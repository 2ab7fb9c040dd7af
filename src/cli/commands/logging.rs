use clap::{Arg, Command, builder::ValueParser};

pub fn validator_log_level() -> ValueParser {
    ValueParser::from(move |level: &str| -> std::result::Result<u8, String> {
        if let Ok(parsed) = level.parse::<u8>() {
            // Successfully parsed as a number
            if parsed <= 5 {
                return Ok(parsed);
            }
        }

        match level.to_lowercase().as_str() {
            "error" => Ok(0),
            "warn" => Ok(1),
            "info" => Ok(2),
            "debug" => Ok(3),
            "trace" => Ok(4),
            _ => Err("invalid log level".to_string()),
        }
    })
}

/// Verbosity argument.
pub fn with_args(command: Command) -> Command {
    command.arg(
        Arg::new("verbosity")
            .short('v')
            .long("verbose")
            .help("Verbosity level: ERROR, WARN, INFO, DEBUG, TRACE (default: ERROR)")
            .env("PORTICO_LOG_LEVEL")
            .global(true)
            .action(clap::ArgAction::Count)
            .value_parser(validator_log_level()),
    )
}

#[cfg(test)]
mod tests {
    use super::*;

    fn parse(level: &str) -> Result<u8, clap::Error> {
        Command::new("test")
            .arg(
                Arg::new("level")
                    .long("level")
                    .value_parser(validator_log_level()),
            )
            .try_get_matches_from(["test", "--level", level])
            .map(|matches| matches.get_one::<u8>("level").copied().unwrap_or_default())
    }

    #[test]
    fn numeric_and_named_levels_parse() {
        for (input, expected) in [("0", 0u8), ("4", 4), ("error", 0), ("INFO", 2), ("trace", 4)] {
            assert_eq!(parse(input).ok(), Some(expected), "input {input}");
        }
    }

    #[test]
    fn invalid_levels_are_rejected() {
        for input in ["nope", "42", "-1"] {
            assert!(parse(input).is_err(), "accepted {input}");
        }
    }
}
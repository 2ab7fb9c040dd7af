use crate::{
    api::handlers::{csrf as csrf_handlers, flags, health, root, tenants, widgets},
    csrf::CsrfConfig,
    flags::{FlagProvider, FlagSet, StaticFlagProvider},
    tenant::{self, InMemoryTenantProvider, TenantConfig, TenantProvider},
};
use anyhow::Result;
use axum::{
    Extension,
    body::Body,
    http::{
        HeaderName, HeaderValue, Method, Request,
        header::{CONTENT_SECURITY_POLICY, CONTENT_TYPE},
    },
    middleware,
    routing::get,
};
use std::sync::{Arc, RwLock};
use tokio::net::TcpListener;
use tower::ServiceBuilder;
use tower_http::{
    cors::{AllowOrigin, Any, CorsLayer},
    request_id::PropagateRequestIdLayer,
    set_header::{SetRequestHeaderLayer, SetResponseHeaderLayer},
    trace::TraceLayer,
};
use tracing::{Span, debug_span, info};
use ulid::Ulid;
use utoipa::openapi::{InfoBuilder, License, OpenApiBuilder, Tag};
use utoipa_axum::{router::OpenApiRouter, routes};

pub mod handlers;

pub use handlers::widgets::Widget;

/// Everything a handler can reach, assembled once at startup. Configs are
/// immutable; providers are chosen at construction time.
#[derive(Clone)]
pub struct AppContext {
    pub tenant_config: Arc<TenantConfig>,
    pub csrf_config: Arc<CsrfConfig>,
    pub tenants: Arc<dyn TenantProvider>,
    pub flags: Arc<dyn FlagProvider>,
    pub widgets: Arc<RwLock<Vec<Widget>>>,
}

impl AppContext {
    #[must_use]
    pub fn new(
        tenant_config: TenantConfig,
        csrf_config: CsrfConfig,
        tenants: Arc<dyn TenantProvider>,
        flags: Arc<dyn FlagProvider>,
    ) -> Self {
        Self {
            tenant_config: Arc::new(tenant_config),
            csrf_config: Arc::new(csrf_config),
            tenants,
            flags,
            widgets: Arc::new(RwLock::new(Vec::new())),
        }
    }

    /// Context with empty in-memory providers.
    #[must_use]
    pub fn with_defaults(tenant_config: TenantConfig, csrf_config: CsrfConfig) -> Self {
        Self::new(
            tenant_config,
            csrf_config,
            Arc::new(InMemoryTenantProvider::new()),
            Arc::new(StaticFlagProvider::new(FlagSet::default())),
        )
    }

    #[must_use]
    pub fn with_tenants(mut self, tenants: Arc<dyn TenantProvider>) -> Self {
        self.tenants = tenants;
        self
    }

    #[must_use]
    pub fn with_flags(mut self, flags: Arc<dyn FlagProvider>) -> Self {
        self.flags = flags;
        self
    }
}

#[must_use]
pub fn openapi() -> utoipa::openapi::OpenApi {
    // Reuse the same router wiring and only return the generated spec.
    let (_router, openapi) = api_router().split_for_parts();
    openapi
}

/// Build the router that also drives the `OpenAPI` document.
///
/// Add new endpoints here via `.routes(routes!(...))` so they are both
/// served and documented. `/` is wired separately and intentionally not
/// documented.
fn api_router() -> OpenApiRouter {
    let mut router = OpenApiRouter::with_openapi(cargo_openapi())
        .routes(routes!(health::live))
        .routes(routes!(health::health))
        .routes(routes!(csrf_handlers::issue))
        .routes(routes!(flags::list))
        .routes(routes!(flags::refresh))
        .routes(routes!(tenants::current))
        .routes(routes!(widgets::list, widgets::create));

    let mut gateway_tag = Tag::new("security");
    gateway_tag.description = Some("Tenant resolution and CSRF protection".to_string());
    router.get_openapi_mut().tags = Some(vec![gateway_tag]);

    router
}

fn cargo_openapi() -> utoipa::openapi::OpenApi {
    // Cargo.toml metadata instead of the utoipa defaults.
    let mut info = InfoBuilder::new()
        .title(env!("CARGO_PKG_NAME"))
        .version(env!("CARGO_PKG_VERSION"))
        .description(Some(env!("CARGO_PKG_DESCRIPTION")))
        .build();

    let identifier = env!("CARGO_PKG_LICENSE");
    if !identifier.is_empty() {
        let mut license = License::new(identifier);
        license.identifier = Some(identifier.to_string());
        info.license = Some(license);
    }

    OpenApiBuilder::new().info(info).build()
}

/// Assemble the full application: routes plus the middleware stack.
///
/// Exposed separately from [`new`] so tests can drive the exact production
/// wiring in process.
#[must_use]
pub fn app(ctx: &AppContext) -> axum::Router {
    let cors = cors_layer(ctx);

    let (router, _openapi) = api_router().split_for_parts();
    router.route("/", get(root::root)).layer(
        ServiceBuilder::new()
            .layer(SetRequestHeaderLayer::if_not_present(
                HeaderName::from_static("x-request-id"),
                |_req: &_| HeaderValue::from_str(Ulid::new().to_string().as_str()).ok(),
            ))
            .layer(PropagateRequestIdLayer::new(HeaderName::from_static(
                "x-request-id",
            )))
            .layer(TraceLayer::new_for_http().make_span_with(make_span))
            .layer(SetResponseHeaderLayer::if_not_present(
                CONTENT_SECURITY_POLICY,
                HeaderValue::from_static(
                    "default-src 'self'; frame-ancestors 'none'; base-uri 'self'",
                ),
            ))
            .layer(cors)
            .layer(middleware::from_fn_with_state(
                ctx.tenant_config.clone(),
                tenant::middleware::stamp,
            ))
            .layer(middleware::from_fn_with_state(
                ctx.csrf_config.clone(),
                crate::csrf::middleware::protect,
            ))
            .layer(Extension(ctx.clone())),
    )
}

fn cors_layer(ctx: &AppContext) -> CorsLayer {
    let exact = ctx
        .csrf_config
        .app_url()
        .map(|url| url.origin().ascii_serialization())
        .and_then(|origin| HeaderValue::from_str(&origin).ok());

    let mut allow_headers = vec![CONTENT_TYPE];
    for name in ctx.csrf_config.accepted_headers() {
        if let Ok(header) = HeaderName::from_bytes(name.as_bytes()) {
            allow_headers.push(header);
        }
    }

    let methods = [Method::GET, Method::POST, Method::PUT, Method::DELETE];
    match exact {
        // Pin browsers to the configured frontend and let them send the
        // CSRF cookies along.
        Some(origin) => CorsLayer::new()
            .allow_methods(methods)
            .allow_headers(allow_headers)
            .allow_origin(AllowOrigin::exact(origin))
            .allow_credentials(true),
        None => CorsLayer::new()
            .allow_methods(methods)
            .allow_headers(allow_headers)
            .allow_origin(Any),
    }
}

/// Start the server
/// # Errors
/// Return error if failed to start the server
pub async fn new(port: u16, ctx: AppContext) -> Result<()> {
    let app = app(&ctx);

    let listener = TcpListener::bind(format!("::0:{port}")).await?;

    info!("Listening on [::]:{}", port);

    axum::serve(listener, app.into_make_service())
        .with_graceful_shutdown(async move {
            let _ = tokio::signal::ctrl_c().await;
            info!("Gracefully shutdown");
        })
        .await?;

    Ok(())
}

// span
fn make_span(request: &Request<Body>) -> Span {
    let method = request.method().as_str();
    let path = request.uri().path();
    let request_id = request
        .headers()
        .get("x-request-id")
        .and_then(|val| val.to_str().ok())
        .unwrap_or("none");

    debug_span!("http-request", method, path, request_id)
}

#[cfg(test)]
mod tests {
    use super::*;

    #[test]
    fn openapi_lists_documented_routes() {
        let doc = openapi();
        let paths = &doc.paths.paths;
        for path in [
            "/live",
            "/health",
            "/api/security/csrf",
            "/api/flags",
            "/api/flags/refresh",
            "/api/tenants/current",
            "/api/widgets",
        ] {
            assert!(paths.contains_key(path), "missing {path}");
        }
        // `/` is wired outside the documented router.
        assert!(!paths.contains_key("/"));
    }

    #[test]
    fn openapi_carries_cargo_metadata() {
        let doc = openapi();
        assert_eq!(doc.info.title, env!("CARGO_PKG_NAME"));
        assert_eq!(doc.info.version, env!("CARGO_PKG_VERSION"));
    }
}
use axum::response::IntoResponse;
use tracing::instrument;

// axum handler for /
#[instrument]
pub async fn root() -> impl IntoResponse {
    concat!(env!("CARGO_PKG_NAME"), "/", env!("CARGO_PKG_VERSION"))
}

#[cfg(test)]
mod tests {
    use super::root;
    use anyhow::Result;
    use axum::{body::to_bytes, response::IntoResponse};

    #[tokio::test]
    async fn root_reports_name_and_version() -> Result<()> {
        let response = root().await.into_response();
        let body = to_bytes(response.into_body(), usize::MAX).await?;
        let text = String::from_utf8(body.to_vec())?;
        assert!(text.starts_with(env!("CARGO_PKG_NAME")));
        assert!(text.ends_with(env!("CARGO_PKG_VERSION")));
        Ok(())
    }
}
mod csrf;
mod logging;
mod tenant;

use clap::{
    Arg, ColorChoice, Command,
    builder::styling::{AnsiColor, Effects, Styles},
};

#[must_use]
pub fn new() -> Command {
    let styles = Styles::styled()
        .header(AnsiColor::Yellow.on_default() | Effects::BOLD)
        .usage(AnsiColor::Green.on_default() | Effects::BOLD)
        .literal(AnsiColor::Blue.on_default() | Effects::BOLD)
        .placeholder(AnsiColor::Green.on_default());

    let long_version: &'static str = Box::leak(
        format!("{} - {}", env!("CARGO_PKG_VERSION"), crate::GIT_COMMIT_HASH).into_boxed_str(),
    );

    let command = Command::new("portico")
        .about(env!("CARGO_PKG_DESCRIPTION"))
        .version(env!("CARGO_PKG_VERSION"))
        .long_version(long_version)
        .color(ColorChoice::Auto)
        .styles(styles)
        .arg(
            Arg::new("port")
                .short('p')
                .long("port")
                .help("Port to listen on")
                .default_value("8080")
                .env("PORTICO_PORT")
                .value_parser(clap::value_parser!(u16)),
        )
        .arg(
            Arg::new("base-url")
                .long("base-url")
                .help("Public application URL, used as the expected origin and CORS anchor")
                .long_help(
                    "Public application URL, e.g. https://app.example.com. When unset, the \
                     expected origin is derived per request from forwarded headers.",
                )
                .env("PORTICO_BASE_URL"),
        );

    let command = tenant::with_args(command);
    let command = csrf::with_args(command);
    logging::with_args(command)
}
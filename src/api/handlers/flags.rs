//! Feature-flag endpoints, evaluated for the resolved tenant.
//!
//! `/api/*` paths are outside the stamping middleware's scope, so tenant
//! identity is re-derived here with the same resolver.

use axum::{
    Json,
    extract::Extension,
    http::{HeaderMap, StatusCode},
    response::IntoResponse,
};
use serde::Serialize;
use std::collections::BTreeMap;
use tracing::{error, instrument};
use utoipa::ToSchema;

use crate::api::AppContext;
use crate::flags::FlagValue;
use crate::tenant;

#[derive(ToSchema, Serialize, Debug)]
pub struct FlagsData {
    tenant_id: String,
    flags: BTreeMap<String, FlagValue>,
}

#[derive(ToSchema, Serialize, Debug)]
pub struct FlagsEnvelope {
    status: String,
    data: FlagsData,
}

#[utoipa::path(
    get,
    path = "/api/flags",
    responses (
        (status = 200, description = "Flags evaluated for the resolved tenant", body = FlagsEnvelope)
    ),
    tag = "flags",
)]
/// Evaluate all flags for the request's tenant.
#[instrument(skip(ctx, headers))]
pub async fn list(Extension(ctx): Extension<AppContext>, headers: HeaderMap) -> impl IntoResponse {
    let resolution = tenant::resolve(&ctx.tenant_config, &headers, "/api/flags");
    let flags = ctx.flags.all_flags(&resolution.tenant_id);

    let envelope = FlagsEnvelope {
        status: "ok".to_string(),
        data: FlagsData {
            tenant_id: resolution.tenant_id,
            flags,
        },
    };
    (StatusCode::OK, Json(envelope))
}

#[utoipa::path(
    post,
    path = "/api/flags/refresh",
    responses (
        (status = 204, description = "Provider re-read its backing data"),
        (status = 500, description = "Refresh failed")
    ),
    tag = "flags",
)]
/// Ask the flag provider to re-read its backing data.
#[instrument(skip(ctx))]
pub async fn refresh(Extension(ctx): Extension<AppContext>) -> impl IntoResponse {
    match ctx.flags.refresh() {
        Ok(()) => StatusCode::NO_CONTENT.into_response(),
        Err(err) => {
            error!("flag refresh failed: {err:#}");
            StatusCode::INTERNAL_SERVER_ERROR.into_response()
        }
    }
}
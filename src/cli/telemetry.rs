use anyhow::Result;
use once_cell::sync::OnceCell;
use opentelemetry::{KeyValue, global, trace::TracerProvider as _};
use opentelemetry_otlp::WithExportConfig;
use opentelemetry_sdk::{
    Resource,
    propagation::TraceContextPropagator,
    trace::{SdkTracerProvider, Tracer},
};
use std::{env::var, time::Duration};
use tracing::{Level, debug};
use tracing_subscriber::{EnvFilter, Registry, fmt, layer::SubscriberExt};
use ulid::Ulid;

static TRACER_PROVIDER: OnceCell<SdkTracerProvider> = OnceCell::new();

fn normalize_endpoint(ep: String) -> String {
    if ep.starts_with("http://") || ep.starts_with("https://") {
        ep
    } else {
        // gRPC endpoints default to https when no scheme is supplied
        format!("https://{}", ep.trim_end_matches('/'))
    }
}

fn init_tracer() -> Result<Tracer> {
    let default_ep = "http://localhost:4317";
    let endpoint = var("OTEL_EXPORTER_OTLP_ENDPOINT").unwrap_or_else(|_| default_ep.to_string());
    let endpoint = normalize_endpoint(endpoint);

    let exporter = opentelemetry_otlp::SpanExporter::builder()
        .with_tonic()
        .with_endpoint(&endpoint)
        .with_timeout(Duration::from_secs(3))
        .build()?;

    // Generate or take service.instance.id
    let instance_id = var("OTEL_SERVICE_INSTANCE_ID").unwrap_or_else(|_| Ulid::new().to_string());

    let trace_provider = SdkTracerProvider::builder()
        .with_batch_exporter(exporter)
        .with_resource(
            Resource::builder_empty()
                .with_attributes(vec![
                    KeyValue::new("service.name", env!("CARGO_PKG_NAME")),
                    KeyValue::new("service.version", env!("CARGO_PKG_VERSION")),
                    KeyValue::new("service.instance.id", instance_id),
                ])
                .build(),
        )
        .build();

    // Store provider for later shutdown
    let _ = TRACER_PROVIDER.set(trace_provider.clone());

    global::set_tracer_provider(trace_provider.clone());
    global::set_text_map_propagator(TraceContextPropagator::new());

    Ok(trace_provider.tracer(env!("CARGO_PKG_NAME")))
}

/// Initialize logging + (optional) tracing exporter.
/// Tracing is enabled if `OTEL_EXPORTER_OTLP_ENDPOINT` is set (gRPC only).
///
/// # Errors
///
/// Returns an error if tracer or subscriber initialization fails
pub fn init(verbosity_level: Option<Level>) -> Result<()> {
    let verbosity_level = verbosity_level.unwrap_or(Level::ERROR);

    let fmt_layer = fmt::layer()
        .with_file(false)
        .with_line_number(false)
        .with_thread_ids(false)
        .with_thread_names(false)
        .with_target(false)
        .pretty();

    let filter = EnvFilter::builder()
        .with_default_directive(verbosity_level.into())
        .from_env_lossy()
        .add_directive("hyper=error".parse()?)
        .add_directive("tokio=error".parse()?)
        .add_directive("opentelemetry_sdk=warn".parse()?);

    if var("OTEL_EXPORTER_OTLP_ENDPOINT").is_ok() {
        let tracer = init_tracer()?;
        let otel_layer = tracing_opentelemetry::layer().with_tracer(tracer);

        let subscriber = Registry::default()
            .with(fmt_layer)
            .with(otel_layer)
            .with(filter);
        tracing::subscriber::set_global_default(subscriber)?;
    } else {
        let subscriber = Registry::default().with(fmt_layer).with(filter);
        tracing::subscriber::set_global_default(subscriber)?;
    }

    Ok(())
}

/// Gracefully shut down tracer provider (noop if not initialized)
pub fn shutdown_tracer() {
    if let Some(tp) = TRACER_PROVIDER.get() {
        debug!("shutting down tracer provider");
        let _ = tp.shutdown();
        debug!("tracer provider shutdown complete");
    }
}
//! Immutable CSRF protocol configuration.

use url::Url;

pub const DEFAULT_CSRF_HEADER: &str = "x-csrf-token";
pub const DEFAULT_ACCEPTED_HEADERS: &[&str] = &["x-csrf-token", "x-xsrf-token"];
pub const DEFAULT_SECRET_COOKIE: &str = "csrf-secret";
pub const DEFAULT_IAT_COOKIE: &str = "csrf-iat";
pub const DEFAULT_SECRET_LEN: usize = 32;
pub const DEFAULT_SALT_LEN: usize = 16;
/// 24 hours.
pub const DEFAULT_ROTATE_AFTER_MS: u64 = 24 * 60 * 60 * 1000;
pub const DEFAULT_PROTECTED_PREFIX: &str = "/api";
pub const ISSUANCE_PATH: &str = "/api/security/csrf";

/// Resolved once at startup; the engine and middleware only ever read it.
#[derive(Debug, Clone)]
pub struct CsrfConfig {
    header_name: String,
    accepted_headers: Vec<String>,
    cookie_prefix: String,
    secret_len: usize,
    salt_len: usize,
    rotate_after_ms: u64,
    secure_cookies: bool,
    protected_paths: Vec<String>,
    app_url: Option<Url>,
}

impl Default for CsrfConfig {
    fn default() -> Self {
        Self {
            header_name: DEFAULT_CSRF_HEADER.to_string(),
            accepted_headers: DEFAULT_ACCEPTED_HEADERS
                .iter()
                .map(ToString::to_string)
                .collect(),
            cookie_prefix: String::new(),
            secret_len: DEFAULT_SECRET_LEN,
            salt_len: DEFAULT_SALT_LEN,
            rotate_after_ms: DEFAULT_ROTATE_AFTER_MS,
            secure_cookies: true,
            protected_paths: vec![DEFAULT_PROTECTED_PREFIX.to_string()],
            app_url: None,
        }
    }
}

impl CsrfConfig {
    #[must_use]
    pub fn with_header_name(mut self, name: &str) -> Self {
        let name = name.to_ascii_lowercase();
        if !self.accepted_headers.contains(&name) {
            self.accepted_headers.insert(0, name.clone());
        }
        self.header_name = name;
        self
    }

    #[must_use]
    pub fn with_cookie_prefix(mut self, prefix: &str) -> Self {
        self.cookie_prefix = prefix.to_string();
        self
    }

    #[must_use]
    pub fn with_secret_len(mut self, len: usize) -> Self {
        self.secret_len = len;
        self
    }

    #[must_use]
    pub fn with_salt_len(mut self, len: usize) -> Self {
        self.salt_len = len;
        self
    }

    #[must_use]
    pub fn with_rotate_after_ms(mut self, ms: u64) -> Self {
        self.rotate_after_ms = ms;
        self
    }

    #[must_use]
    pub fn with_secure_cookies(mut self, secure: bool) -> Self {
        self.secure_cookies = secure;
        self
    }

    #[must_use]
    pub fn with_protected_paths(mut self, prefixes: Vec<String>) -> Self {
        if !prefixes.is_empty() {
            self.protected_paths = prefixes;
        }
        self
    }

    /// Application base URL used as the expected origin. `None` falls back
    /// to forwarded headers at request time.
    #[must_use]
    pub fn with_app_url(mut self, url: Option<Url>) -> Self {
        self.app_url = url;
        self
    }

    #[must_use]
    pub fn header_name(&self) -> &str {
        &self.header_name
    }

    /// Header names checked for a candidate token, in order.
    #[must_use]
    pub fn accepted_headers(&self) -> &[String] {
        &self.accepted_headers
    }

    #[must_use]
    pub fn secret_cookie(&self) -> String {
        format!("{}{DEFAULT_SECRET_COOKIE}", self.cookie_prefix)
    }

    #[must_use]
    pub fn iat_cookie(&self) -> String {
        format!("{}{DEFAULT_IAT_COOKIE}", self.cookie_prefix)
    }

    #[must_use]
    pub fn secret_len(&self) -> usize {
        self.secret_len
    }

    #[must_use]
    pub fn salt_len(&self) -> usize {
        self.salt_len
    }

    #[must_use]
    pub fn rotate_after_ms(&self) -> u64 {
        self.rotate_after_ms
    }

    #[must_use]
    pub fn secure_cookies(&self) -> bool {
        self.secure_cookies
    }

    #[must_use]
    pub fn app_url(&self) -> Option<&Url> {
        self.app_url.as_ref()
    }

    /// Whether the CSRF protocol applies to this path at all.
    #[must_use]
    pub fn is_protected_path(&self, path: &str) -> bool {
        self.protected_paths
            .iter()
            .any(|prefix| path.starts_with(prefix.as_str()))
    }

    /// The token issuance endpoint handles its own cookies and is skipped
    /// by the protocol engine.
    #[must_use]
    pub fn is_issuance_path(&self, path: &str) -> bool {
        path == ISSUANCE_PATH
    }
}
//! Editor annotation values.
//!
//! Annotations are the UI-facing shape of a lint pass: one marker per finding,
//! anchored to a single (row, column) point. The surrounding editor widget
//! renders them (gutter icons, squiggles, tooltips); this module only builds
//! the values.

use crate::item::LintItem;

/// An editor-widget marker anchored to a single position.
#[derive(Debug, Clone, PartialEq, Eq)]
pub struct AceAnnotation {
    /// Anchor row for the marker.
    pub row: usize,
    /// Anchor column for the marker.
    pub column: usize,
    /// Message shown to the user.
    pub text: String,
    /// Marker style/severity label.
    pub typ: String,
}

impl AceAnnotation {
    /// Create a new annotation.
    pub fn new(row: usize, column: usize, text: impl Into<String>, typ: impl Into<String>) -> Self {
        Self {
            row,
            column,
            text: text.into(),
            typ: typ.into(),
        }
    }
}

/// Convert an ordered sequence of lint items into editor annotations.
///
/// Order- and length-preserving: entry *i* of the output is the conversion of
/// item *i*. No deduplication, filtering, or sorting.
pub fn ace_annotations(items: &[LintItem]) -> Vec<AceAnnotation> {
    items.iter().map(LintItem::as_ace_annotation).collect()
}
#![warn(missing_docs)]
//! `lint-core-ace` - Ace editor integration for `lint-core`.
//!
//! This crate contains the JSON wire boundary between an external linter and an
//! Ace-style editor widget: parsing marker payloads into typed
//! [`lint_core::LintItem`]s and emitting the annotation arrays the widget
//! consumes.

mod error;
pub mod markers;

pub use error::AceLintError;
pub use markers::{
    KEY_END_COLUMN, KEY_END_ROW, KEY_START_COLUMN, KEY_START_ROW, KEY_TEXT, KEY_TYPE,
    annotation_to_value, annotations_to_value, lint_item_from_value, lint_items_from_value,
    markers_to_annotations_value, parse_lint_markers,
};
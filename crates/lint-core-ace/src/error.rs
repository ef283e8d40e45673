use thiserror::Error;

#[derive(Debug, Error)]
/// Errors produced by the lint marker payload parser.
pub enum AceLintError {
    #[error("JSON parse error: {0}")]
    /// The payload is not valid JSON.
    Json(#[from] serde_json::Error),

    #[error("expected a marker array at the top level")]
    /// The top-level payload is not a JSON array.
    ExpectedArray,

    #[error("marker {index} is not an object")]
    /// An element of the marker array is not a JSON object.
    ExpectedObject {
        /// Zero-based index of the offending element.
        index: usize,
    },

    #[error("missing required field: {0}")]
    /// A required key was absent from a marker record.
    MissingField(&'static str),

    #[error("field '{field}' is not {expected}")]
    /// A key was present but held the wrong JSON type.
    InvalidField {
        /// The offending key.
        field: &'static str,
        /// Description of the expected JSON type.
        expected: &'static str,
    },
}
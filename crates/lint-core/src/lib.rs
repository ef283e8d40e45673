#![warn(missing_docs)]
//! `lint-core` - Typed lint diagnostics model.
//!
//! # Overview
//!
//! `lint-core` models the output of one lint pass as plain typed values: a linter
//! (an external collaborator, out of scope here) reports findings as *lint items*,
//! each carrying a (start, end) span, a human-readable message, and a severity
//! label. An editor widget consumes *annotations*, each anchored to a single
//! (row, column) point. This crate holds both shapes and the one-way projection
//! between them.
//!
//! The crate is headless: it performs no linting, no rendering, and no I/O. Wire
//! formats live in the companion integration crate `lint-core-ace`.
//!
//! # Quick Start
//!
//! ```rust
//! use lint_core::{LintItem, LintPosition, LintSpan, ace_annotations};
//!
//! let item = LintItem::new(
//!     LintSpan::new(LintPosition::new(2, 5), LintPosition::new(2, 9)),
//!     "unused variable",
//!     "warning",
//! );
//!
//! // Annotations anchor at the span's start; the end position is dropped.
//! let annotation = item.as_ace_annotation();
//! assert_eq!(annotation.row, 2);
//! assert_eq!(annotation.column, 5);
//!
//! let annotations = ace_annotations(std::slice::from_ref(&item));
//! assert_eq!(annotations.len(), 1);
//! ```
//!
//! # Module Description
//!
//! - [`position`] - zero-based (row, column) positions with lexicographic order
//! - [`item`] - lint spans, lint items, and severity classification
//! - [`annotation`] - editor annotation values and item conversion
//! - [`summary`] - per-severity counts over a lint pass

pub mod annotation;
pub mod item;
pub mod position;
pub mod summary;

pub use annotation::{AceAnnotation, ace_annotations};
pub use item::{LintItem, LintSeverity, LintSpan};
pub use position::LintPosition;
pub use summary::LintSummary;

---

WHAT IS REQUIRED →
Bring together every line in the entries that holds the string "InMemoryTenantProvider".

OUTPUT OF THE EXERCISE →
    tenant::{self, InMemoryTenantProvider, TenantConfig, TenantProvider},
            Arc::new(InMemoryTenantProvider::new()),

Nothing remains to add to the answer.